I am attempting to solve an optimal control problem, but I am not really sure what it is asking.
Given the control system
$$\dfrac{d}{dt}\begin{bmatrix} x_1(t) \\ x_2(t) \end{bmatrix} = \begin{bmatrix} -x_1(t) \\ x_2(t) \end{bmatrix}u(t)$$
where $u(t) \in [-1,1]$ and $\mathbf{x} (t) \in \mathbb R^2$ for all $t \in [0,1]$, and $\mathbf{x}(0) =[x_1(0),x_2(0)]^T =: \mathbf{x}^0$.
- Prove there is an optimal controller for every $\mathbf{x}^0$ and there exists
$$\min_{u:[0,1] \to [-1,1]} \|\mathbf{x}(1)\|_2^2$$
- For every $\mathbf x^0 \in \mathbb R^2$, find an optimal controller $u:[0,1] \to [-1,1] $.
I have never taken an optimization course and only had basic education on control theory, but it all involved actual numbers and coding. The main thing I am confused on is the mathematical notation — what is the problem asking? Any advice on what the best way to approach this problem is?
You do not necessarily need knowledge in optimal control. The question asks you to drive the system as close as possible to the origin in one time unit.
Now, if we look at the differential equations we see that they are decoupled and we can solve them as follows
$$\dot{x}_1=-u(t)x_1\implies x_1(t) = x_1(t=0)\exp\left[-\int_{\tau=0}^{t}u(\tau)~d\tau \right]$$ $$\dot{x}_2=u(t)x_2\implies x_2(t)=x_2(t=0)\exp\left[\int_{\tau=0}^{t}u(\tau)~d\tau \right]$$
Now, we set time to $t=1$ to obtain the position in which we terminate after one time unit.

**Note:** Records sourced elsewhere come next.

//! Loopback demo: a synthetic tone through a local stream, straight into a
//! remote stream, on a simulated clock.
//!
//! Usage: `pcm-rtp-loopback [config.json]`

use std::f32::consts::TAU;

use anyhow::{Context, Result};
use tracing::{error, info, warn};
use tracing_subscriber::EnvFilter;

use pcm_rtp_bridge::config::PayloadRegistration;
use pcm_rtp_bridge::{BridgeConfig, LocalStream, RemoteStream};

const INPUT_SAMPLE_RATE: u32 = 44100;
const INPUT_CHANNELS: usize = 2;
const TONE_HZ: f32 = 440.0;
const DURATION_MS: u64 = 2000;
/// Capture callbacks in real devices rarely deliver a fixed size.
const CHUNK_FRAMES: [usize; 4] = [441, 512, 300, 211];

fn main() {
    tracing_subscriber::fmt()
        .with_env_filter(
            EnvFilter::try_from_default_env().unwrap_or_else(|_| EnvFilter::new("info")),
        )
        .init();

    if let Err(e) = run() {
        error!("Loopback failed: {:#}", e);
        std::process::exit(1);
    }
}

fn run() -> Result<()> {
    let mut config = match std::env::args().nth(1) {
        Some(path) => BridgeConfig::load(&path)?,
        None => BridgeConfig::default(),
    };

    if config.remote.payload_types.is_empty() {
        let codec = &config.local.codec;
        config.remote.payload_types.push(PayloadRegistration {
            payload_type: config.local.payload_type,
            codec: codec.codec,
            sample_rate: codec.sample_rate,
            channels: codec.channels,
        });
    }

    info!(
        codec = %config.local.codec.codec,
        frame_ms = config.local.codec.frame_ms,
        payload_type = config.local.payload_type,
        "Starting loopback"
    );

    let mut local = LocalStream::new(config.local.clone()).context("Local stream")?;
    let mut remote = RemoteStream::new(config.remote.clone()).context("Remote stream")?;

    let mut now_ms = 0u64;
    let mut phase = 0.0f32;
    let mut chunk_idx = 0usize;
    let mut sent = 0u64;
    let mut received_frames = 0usize;
    let mut peak = 0.0f32;
    // Sub-millisecond remainder of the simulated clock, in input frames.
    let mut pending_frames = 0usize;

    while now_ms < DURATION_MS {
        let frames = CHUNK_FRAMES[chunk_idx % CHUNK_FRAMES.len()];
        chunk_idx += 1;

        let mut chunk = Vec::with_capacity(frames * INPUT_CHANNELS);
        for _ in 0..frames {
            let value = phase.sin() * 0.5;
            phase = (phase + TAU * TONE_HZ / INPUT_SAMPLE_RATE as f32) % TAU;
            chunk.extend(std::iter::repeat_n(value, INPUT_CHANNELS));
        }

        pending_frames += frames;
        let per_ms = INPUT_SAMPLE_RATE as usize / 1000;
        now_ms += (pending_frames / per_ms) as u64;
        pending_frames %= per_ms;

        let signal = local.input_f32(&chunk, now_ms, INPUT_SAMPLE_RATE, INPUT_CHANNELS)?;
        if !signal.is_ready() {
            continue;
        }

        while local.pacing_signal(now_ms).is_ready() {
            let packet = match local.output_at(now_ms) {
                Ok(Some(packet)) => packet,
                Ok(None) => break,
                Err(e) => {
                    warn!("Encode failed: {}", e);
                    break;
                }
            };
            sent += 1;

            let decode_signal = remote.input_at(&packet, now_ms)?;
            if !decode_signal.is_ready() {
                continue;
            }
            match remote.output_f32(now_ms) {
                Ok(Some((samples, format))) => {
                    received_frames += samples.len() / format.channels;
                    peak = samples.iter().fold(peak, |acc, s| acc.max(s.abs()));
                }
                Ok(None) => {}
                Err(e) => warn!("Decode failed: {}", e),
            }
        }
    }

    info!(
        packets_sent = sent,
        next_sequence = local.next_sequence(),
        received_frames,
        peak,
        "Loopback finished"
    );
    Ok(())
}
//! PCM in, encoded frames out.
//!
//! Input of any chunk size is collected in a residual buffer at the caller's
//! format. Every full frame is split off and converted to the codec's native
//! format. Rate conversion does not map one input frame onto exactly one
//! codec frame, so converted samples gather in a second residual that is cut
//! into codec frames and queued. `output` encodes one queued frame at a time.

use anyhow::Context;
use tracing::{debug, info, warn};

use super::pacing::{EncodePacer, PacingSignal};
use crate::audio::buffers::{BoundedQueue, FrameAccumulator};
use crate::audio::codec::{Codec, Encoder, NativeFormat, frame_samples};
use crate::audio::frame::SampleBlock;
use crate::audio::resampler::{Conversion, SampleRateConverter, StreamFormat};
use crate::config::{CodecConfig, EncodePacing};
use crate::error::Result;

pub struct EncodePipeline {
    encoder: Encoder,
    converter: SampleRateConverter,
    accumulator: FrameAccumulator,
    /// Converted samples at the native format, short of a full codec frame.
    converted: FrameAccumulator,
    ready: BoundedQueue<SampleBlock>,
    pacer: EncodePacer,
    input_format: Option<StreamFormat>,
}

impl EncodePipeline {
    pub fn new(codec: &CodecConfig, pacing: EncodePacing) -> anyhow::Result<Self> {
        let encoder = Encoder::new(codec).context("Failed to create encode pipeline")?;
        let native = encoder.format();
        Ok(Self {
            accumulator: FrameAccumulator::new(native.frame_samples(), native.channels),
            converted: FrameAccumulator::new(native.frame_samples(), native.channels),
            ready: BoundedQueue::new(pacing.queue_capacity),
            pacer: EncodePacer::new(pacing),
            converter: SampleRateConverter::new(),
            input_format: None,
            encoder,
        })
    }

    pub fn codec(&self) -> Codec {
        self.encoder.codec()
    }

    pub fn native_format(&self) -> NativeFormat {
        self.encoder.format()
    }

    /// Frames converted and waiting for `output`.
    pub fn queued(&self) -> usize {
        self.ready.len()
    }

    /// Frames dropped because the ready queue was full.
    pub fn evicted(&self) -> u64 {
        self.ready.evicted()
    }

    /// Samples held in the residual buffer, at the input format.
    pub fn residual(&self) -> usize {
        self.accumulator.buffered()
    }

    /// Converted samples waiting for a full codec frame, at the native format.
    pub fn converted_residual(&self) -> usize {
        self.converted.buffered()
    }

    /// Replaces the codec. Everything buffered for the old codec is dropped.
    pub fn set_codec(&mut self, codec: &CodecConfig) -> anyhow::Result<()> {
        let encoder = Encoder::new(codec).context("Failed to reconfigure encode pipeline")?;
        let native = encoder.format();
        self.encoder = encoder;
        self.input_format = None;
        self.accumulator.clear();
        self.converted.reset(native.frame_samples(), native.channels);
        self.converted.clear();
        self.ready.clear();
        self.pacer.reset();
        Ok(())
    }

    pub fn set_bitrate(&mut self, bitrate: i32) {
        self.encoder.set_bitrate(bitrate);
    }

    pub fn set_complexity(&mut self, complexity: i32) {
        self.encoder.set_complexity(complexity);
    }

    /// Accepts a chunk of interleaved PCM captured at `capture_time_ms`.
    ///
    /// `capture_time_ms` also serves as the pacing clock. An unsupported
    /// input format is rejected before anything is buffered. A converter
    /// failure drops the residual; the pipeline accepts the next chunk.
    pub fn input(
        &mut self,
        samples: &[i16],
        capture_time_ms: u64,
        sample_rate: u32,
        channels: usize,
    ) -> Result<PacingSignal> {
        let format = StreamFormat::new(sample_rate, channels).validate()?;
        if self.input_format != Some(format) {
            self.reconfigure_input(format)?;
        }

        self.accumulator.push(samples, capture_time_ms);
        while let Some(block) = self.accumulator.pop_frame() {
            if let Err(e) = self.enqueue(block) {
                self.accumulator.clear();
                self.converted.clear();
                return Err(e);
            }
        }

        Ok(self.pacing_signal(capture_time_ms))
    }

    fn reconfigure_input(&mut self, format: StreamFormat) -> Result<()> {
        let native = self.encoder.format();
        self.converter.configure(
            format.sample_rate,
            format.channels,
            native.sample_rate,
            native.channels,
        )?;

        let frame = frame_samples(format.sample_rate, format.channels, native.frame_ms);
        self.accumulator.reset(frame, format.channels);
        self.accumulator.clear();
        self.converted.clear();
        self.input_format = Some(format);

        info!(
            sample_rate = format.sample_rate,
            channels = format.channels,
            frame_samples = frame,
            mode = ?self.converter.mode(),
            "EncodePipeline: input format changed"
        );
        Ok(())
    }

    fn enqueue(&mut self, block: SampleBlock) -> Result<()> {
        let time_ms = block.first_time_ms();
        match self.converter.push(block.data())? {
            Conversion::NotNeeded => self.converted.push(block.data(), time_ms),
            Conversion::Produced(samples) => self.converted.push(samples, time_ms),
        }

        while let Some(frame) = self.converted.pop_frame() {
            if self.ready.push(frame).is_some() {
                debug!(
                    "EncodePipeline: ready queue full ({}), dropped oldest frame",
                    self.ready.capacity()
                );
            }
        }
        Ok(())
    }

    pub fn pacing_signal(&self, now_ms: u64) -> PacingSignal {
        self.pacer
            .signal(now_ms, self.ready.len(), self.encoder.format().frame_ms)
    }

    /// Encodes the oldest queued frame.
    ///
    /// Returns `Ok(None)` when nothing is queued. Every queued frame holds
    /// exactly the codec's frame size. A codec failure drops the frame.
    pub fn output(&mut self, now_ms: u64) -> Result<Option<Vec<u8>>> {
        let Some(block) = self.ready.pop() else {
            return Ok(None);
        };

        match self.encoder.encode(block.data()) {
            Ok(packet) => {
                self.pacer.record_output(now_ms);
                Ok(Some(packet))
            }
            Err(e) => {
                warn!(
                    codec = %self.encoder.codec(),
                    samples = block.len(),
                    "EncodePipeline: {e}"
                );
                Err(e)
            }
        }
    }
}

$$x_1(1) = x_1(t=0)\exp\left[-\int_{\tau=0}^{1}u(\tau)~d\tau \right]$$ $$x_2(1)=x_2(t=0)\exp\left[\int_{\tau=0}^{1}u(\tau)~d\tau \right]$$
Instead of minimizing the distance to the origin we will minimize the square of the distance to the origin.
$$D^2(u)=x_1^2(1)+x_2^2(1)=x^2_1(0)\exp\left[-2\int_{\tau=0}^{1}u(\tau)~d\tau \right]+x^2_2(0)\exp\left[2\int_{\tau=0}^{1}u(\tau)~d\tau \right]$$ $$=\dfrac{x^2_1(0)+x^2_2(0)\left(\exp\left[2\int_{\tau=0}^{1}u(\tau)~d\tau \right]\right)^2}{\exp\left[2\int_{\tau=0}^{1}u(\tau)~d\tau \right]}$$
Now, introduce the new variable
$$\tilde{u}=\exp\left[2\int_{\tau=0}^{1}u(\tau)~d\tau \right]$$
and our goal will be to minimize
$$D^2(\tilde{u})=\dfrac{x^2_1(0)+x^2_2(0)\tilde{u}^2}{\tilde{u}}$$
by solving
$$\dfrac{d}{d\tilde{u}}D^2=0.$$
After solving this for $\tilde{u}>0$ (the solution has to be positive because the exponential function is always positive) you will have to solve
$$\tilde{u}=\exp\left[2\int_{\tau=0}^{1}u(\tau)~d\tau \right]$$ $$\implies 0.5\ln\tilde{u}=\int_{\tau=0}^{1}u(\tau)~d\tau $$
for $u(t)$ The solution of such an integral equation can be obtained by an ansatz function (e.g. constant function, linear function, ...) or by using the solution to the Fredholm integral equation. Note that a constant $u(t)=u_0$ is enough for this problem if we do not consider the input constraints.
An additional observation is that the ratio of the differential equations is given by
$$\dfrac{dx_2}{dx_1}=-\dfrac{x_2}{x_1}$$ $$\implies \dfrac{dx_2}{x_2}=-\dfrac{dx_1}{x_1}$$ $$\implies \ln x_2 - \ln x_2(0)=-\ln x_1+\ln x_1(0)$$ $$\implies x_2x_1 = x_2(0)x_1(0)$$ $$\implies x_2 = \dfrac{x_1(0)x_2(0)}{x_1}$$
These equations are hyperbolas ... What can you conclude from this? This is a constraint for the squared distance to the origin. We can reformulate the problem as a constrained optimization with Lagrange multipliers $$\text{minimize: } f(x_1,x_2)=x_1^2+x_2^2$$ $$\text{subject to: } x_1x_2 = x_1(0)x_2(0)$$
Or simply replace $x_2 = \dfrac{x_1(0)x_2(0)}{x_1}$ in $f(x_1,x_2)$ to obtain $f(x_1)$ and maximize this by standard school calculus.